Your Teenage Child in a Foreign Land

By croftyangel  |  Location: Australia  |  04/13/08

I am a proud mother of a now 18 year old son, he has been all boy in his growing but I've never really had to complain much. He is sensitive, loving, and albeit a bit air-headed at times. He was born in Pennslyvania and raised in West Virginia, on a farm with goats, chickens and dogs.

When I announced to him that we were moving to Australia he went into an uproar, I was taking him from his home. Come to find out he thought it was a third world country with no toilets, roos running the streets and crocs in every watering hole. Some indepth studies with him about where we were going and he was assured that Crocodile Dundee wouldn't be his neighbor.
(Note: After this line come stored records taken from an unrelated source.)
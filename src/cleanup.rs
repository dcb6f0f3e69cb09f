//! Scheduled purge of expired sessions.

use std::sync::Arc;
use std::time::Duration;
use tokio::time::MissedTickBehavior;
use tracing::{error, info};

use crate::audit::{AuditEventKind, AuditSink};
use crate::db::SessionStore;

/// Interval between cleanup runs unless configured otherwise.
pub const DEFAULT_CLEANUP_INTERVAL: Duration = Duration::from_secs(60 * 60); // 1 hour

/// Purge expired sessions once. Errors are logged, never returned, so a failed
/// sweep only delays the next one. Returns the number of purged rows on success.
pub async fn run_cleanup(sessions: &SessionStore, audit: &dyn AuditSink) -> Option<u64> {
    match sessions.purge_expired().await {
        Ok(count) => {
            if count > 0 {
                info!(count, "Cleaned up expired sessions");
            }
            audit.log_event(AuditEventKind::SessionsPurged, &[("count", count.to_string())]);
            Some(count)
        }
        Err(e) => {
            error!(error = %e, "Failed to clean up expired sessions");
            None
        }
    }
}

/// Spawn a background task that purges expired sessions every `interval`.
/// Returns a handle that can be used to abort the task.
pub fn spawn_cleanup_scheduler(
    sessions: SessionStore,
    audit: Arc<dyn AuditSink>,
    interval: Duration,
) -> tokio::task::JoinHandle<()> {
    tokio::spawn(async move {
        let mut ticker = tokio::time::interval(interval);
        ticker.set_missed_tick_behavior(MissedTickBehavior::Delay);
        // The first tick completes immediately; startup already ran a purge.
        ticker.tick().await;

        loop {
            ticker.tick().await;
            run_cleanup(&sessions, audit.as_ref()).await;
        }
    })
}
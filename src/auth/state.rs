//! Authentication state trait and macro.

use crate::session::SessionManager;

/// Trait for state types that provide the session manager used by the auth
/// extractors.
pub trait HasAuthState {
    fn sessions(&self) -> &SessionManager;
}

/// Macro to implement `HasAuthState` for state structs with a `sessions` field.
///
/// The field must be a `SessionManager`.
///
/// # Example
/// ```ignore
/// use crate::impl_has_auth_state;
///
/// #[derive(Clone)]
/// pub struct MyState {
///     pub sessions: SessionManager,
///     // ... other fields
/// }
///
/// impl_has_auth_state!(MyState);
/// ```
#[macro_export]
macro_rules! impl_has_auth_state {
    ($state_type:ty) => {
        impl $crate::auth::HasAuthState for $state_type {
            fn sessions(&self) -> &$crate::session::SessionManager {
                &self.sessions
            }
        }
    };
}
pub mod api;
pub mod audit;
pub mod auth;
pub mod cleanup;
pub mod cli;
pub mod db;
pub mod jwt;
pub mod rate_limit;
pub mod session;

use api::{AuthState, create_api_router};
use audit::AuditSink;
use auth::CookieSettings;
use axum::Router;
use db::Database;
use jwt::JwtConfig;
use rate_limit::{RateLimitSettings, RateLimiters};
use session::SessionManager;
use std::net::SocketAddr;
use std::sync::Arc;
use std::time::Duration;
use tokio::net::TcpListener;

pub struct ServerConfig {
    /// Database connection (cloneable, uses connection pool internally)
    pub db: Database,
    /// Signing keys, scope and lifetimes for access and refresh tokens
    pub jwt: JwtConfig,
    /// Attributes for the auth cookies
    pub cookies: CookieSettings,
    /// Whether new user signups are disabled
    pub no_signup: bool,
    /// Key rate limits on `X-Forwarded-For` (requires running behind a proxy)
    pub trust_forwarded_for: bool,
    pub rate_limits: RateLimitSettings,
    /// Destination for security audit events
    pub audit: Arc<dyn AuditSink>,
    /// Interval between expired-session sweeps
    pub cleanup_interval: Duration,
}

impl ServerConfig {
    /// Session manager wired to this configuration's store, keys and audit sink.
    pub fn session_manager(&self) -> SessionManager {
        SessionManager::new(
            Arc::new(self.jwt.clone()),
            self.db.sessions(),
            self.audit.clone(),
        )
    }
}

/// Create the application router with the given configuration.
pub fn create_app(config: &ServerConfig) -> Router {
    let state = AuthState {
        db: config.db.clone(),
        sessions: config.session_manager(),
        cookies: config.cookies.clone(),
        limiters: RateLimiters::new(config.rate_limits, config.trust_forwarded_for),
        no_signup: config.no_signup,
    };

    Router::new().nest("/api", create_api_router(state))
}

/// Run cleanup once and spawn the background scheduler.
/// Call this before starting the server.
pub async fn init_cleanup(config: &ServerConfig) -> tokio::task::JoinHandle<()> {
    let sessions = config.db.sessions();
    cleanup::run_cleanup(&sessions, config.audit.as_ref()).await;
    cleanup::spawn_cleanup_scheduler(sessions, config.audit.clone(), config.cleanup_interval)
}

/// Run the server on the given listener. This function blocks until the server exits.
/// Call `init_cleanup` before this to run cleanup on startup.
pub async fn run_server(config: ServerConfig, listener: TcpListener) -> Result<(), std::io::Error> {
    let app = create_app(&config);
    let make_service = app.into_make_service_with_connect_info::<SocketAddr>();
    axum::serve(listener, make_service).await
}
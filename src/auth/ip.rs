//! Client IP extraction utilities.

use std::net::SocketAddr;

use axum::extract::ConnectInfo;

/// Trait for types that provide access to HTTP headers and extensions.
pub trait HasHeadersAndExtensions {
    fn headers(&self) -> &axum::http::HeaderMap;
    fn extensions(&self) -> &axum::http::Extensions;
}

impl<B> HasHeadersAndExtensions for axum::extract::Request<B> {
    fn headers(&self) -> &axum::http::HeaderMap {
        axum::http::Request::headers(self)
    }
    fn extensions(&self) -> &axum::http::Extensions {
        axum::http::Request::extensions(self)
    }
}

/// Extract the client IP address.
///
/// With `trust_forwarded_for` the first `X-Forwarded-For` entry is used and a
/// missing header is an error (no fallback to the socket address, which would
/// be the proxy). Otherwise the peer address from `ConnectInfo` is used.
pub fn extract_client_ip<T: HasHeadersAndExtensions>(
    source: &T,
    trust_forwarded_for: bool,
) -> Result<String, &'static str> {
    if trust_forwarded_for {
        let value = source
            .headers()
            .get("x-forwarded-for")
            .ok_or("IP header not present")?
            .to_str()
            .map_err(|_| "IP header contains invalid characters")?;
        let first = value.split(',').next().unwrap_or("").trim();
        return first
            .parse::<std::net::IpAddr>()
            .map(|ip| ip.to_string())
            .map_err(|_| "IP header is not an IP address");
    }

    source
        .extensions()
        .get::<ConnectInfo<SocketAddr>>()
        .map(|ci| ci.0.ip().to_string())
        .ok_or("No client IP available")
}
He said he will give me a year then he was going home.

Being on the move through most of my life, I never totally took in how this move would impact this totally all American Redneck boy. We had traveled around the USA since he was 2 months old, but this was a whole new cup of tea. He went from being 25 miles in the country to a place with public transporation and semi-rural neighborhood. Getting him out of the house in the beginning was a chore, on top of getting him use to the fact his mother was a women and did have an interest in men (I had been single and never dated from the time he was one year old).

We took him to all the tourist spots, back roads, bushwalks and showed him what Australia really is, he has now been to more states in this country than I have and a pro at taking the trains. West Virginia didn't have a diverse amount of cultures, country or city folk was the only difference. The culture shocks to him have be astounding. He worked in a garage with men from Lebanon, Peru, China, Japan and of course Aussie. He is learning from foreign perspectives what they think of most Americans and what their cultures are like. I have been witnessing a boy becoming a man in his understanding of the world and what it holds.

He never wants to leave Australia now, loves the freedom of being on the go even without a drivers license. He is making plans of visiting Japan, a culture he has grown an interest in. He swears he will never loose his country accent (mainly cause the girls like it) and being American, but likes finding out how big the world is outside the "Yank box". He has gone from a shy boy to an outgoing and talkative man, although still unsure about why Mom no longer waits on him hand and foot.

I encourage parents to get there children out there and see what is available to them, what else lies on the other side. I thought keeping him in one place to grow up might be better than the nomadic life I led as a child would be great for making lasting relationships etc., but he has made more here than he ever did in West Virginia. His eyes are open to more than he thought he had to settle for, he is making choices instead of remaining with what all the other boys are doing, and he is following dreams he never thought possible.

One final note on the teenage part... in the states my son thought it was cool to go out with the 4-wheeler to get muddy and drinking with all the boys. He thought when he turned 18, legal in Australia, that he would get a one up on his friends in states that have to wait until 21. Yesterday he went for his first pub crawl with kids around his age from work, he learned that drinking isn't that cool after all. Thank God for that too.